> **Task directions**:
Would you reproduce, without any alteration, the lines from the opening line of the entries through the line that has "that a small" in it?

--- START ---

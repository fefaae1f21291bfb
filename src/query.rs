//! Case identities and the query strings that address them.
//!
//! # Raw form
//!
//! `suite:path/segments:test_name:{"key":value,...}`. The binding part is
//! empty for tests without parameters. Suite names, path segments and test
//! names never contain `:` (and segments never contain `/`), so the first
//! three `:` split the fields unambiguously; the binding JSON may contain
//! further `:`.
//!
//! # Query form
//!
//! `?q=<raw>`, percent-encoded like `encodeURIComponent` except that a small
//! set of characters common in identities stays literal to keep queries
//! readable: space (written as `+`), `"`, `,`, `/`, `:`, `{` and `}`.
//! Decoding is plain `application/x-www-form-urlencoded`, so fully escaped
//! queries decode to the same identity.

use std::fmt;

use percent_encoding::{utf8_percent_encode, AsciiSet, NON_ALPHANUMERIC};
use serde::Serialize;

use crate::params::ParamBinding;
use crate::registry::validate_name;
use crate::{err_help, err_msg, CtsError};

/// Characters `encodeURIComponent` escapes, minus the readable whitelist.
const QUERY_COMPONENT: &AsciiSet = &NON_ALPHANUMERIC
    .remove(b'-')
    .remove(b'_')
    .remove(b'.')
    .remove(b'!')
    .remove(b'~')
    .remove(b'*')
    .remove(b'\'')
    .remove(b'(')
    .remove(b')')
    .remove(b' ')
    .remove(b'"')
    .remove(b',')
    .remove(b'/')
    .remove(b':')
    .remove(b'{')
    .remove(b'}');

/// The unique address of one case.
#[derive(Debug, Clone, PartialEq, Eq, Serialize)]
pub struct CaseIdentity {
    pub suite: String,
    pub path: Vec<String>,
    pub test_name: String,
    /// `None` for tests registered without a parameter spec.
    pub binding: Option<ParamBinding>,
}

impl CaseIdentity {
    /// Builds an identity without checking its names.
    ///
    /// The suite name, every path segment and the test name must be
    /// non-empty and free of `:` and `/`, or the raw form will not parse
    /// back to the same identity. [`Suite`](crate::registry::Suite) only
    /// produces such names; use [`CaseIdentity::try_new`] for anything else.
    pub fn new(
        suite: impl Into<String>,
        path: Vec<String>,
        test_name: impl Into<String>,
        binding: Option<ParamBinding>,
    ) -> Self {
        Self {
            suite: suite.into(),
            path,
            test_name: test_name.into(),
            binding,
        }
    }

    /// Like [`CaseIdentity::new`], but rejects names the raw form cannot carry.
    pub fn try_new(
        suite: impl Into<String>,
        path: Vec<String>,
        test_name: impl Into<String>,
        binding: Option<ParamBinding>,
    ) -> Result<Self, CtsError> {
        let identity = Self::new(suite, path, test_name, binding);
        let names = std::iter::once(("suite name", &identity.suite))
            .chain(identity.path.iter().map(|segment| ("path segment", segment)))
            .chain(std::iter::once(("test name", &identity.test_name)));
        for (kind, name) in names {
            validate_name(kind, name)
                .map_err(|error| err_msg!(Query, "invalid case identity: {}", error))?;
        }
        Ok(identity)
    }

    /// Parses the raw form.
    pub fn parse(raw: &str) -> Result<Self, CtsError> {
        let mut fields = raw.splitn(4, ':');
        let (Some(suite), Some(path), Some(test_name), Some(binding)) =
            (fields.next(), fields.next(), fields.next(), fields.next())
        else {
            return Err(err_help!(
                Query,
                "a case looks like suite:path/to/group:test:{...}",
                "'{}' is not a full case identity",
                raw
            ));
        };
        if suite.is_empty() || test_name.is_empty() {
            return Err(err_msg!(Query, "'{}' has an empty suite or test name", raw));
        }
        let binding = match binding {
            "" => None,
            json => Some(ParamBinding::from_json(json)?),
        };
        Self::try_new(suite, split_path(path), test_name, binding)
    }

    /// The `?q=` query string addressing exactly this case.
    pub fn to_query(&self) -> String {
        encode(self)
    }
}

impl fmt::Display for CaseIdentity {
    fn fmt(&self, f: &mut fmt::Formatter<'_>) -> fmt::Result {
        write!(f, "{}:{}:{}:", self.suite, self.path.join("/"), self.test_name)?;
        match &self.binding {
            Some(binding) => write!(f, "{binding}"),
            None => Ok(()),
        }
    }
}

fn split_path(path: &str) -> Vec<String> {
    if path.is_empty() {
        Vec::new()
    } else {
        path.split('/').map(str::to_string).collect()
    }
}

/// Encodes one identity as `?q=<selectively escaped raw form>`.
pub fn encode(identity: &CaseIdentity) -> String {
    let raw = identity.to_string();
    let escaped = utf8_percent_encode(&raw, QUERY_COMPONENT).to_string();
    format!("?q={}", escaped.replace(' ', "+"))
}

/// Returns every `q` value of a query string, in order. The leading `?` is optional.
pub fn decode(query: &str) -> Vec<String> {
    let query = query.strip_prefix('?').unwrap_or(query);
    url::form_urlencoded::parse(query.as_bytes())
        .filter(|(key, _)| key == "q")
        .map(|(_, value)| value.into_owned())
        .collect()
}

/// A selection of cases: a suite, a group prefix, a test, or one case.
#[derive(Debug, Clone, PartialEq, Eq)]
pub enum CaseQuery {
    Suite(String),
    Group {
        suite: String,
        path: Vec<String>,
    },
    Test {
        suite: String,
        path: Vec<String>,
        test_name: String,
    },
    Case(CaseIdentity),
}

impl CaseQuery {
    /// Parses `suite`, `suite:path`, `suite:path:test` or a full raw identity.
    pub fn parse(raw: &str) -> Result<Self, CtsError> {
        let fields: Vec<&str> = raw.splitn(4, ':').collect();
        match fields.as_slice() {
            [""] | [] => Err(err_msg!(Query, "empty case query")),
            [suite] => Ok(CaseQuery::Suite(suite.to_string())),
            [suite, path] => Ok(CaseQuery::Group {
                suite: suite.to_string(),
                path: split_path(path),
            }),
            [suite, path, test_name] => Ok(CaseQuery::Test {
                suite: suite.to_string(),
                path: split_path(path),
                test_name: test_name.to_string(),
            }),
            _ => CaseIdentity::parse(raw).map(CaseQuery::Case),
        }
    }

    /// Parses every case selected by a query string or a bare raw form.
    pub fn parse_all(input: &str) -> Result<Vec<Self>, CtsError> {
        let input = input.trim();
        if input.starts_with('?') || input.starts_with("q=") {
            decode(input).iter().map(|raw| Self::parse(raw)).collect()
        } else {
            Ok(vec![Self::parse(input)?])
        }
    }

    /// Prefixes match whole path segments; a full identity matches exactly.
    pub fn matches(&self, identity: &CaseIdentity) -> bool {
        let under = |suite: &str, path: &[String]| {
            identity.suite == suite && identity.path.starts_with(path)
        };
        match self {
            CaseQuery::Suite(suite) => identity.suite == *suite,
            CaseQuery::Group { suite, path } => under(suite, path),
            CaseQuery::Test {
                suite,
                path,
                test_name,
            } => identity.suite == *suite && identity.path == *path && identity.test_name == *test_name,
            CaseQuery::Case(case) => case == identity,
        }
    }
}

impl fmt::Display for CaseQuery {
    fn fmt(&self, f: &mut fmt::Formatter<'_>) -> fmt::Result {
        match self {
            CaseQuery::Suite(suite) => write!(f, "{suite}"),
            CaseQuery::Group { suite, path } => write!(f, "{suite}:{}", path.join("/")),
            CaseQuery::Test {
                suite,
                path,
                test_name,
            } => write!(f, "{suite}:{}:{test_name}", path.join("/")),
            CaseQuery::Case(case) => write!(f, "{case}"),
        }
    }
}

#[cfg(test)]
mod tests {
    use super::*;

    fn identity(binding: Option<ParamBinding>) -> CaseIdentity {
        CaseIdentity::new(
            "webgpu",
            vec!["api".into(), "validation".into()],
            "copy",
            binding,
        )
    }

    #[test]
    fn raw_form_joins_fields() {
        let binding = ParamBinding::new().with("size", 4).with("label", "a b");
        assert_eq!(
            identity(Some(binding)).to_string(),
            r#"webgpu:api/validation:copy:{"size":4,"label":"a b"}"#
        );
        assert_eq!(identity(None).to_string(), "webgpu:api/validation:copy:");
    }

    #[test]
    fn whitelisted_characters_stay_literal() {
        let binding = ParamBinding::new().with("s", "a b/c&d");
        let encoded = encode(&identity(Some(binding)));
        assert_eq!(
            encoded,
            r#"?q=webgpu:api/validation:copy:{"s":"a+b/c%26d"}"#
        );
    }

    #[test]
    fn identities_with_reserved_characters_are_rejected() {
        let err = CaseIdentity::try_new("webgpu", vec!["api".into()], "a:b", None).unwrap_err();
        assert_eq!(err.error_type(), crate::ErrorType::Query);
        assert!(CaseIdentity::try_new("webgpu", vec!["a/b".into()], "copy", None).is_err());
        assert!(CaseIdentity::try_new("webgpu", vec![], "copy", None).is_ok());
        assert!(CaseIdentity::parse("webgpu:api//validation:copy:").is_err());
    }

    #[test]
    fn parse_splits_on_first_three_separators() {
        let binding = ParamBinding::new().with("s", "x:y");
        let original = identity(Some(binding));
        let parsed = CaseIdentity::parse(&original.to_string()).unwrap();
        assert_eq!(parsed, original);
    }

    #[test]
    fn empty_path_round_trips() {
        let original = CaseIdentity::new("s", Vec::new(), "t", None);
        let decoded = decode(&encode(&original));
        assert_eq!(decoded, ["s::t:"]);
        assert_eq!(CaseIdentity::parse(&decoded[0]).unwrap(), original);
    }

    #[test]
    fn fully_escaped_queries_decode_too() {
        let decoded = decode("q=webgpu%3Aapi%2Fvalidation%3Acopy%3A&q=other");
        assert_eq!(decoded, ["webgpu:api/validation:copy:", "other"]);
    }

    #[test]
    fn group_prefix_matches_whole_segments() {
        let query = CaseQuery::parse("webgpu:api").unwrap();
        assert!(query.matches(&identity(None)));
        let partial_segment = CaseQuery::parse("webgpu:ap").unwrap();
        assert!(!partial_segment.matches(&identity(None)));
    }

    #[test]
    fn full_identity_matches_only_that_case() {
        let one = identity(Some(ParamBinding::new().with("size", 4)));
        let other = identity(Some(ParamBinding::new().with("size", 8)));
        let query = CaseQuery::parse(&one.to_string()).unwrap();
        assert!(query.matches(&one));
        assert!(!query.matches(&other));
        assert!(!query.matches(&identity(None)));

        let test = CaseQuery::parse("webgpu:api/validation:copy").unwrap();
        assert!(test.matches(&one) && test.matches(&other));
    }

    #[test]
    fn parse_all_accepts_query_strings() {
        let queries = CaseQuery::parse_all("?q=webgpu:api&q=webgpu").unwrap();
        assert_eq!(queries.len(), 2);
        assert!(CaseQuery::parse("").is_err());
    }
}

--- END ---

> **Completed task**:
repository fefaae1f21291bfb
filename src/query.rs
//! Case identities and the query strings that address them.
//!
//! # Raw form
//!
//! `suite:path/segments:test_name:{"key":value,...}`. The binding part is
//! empty for tests without parameters. Suite names, path segments and test
//! names never contain `:` (and segments never contain `/`), so the first
//! three `:` split the fields unambiguously; the binding JSON may contain
//! further `:`.
//!
//! # Query form
//!
//! `?q=<raw>`, percent-encoded like `encodeURIComponent` except that a small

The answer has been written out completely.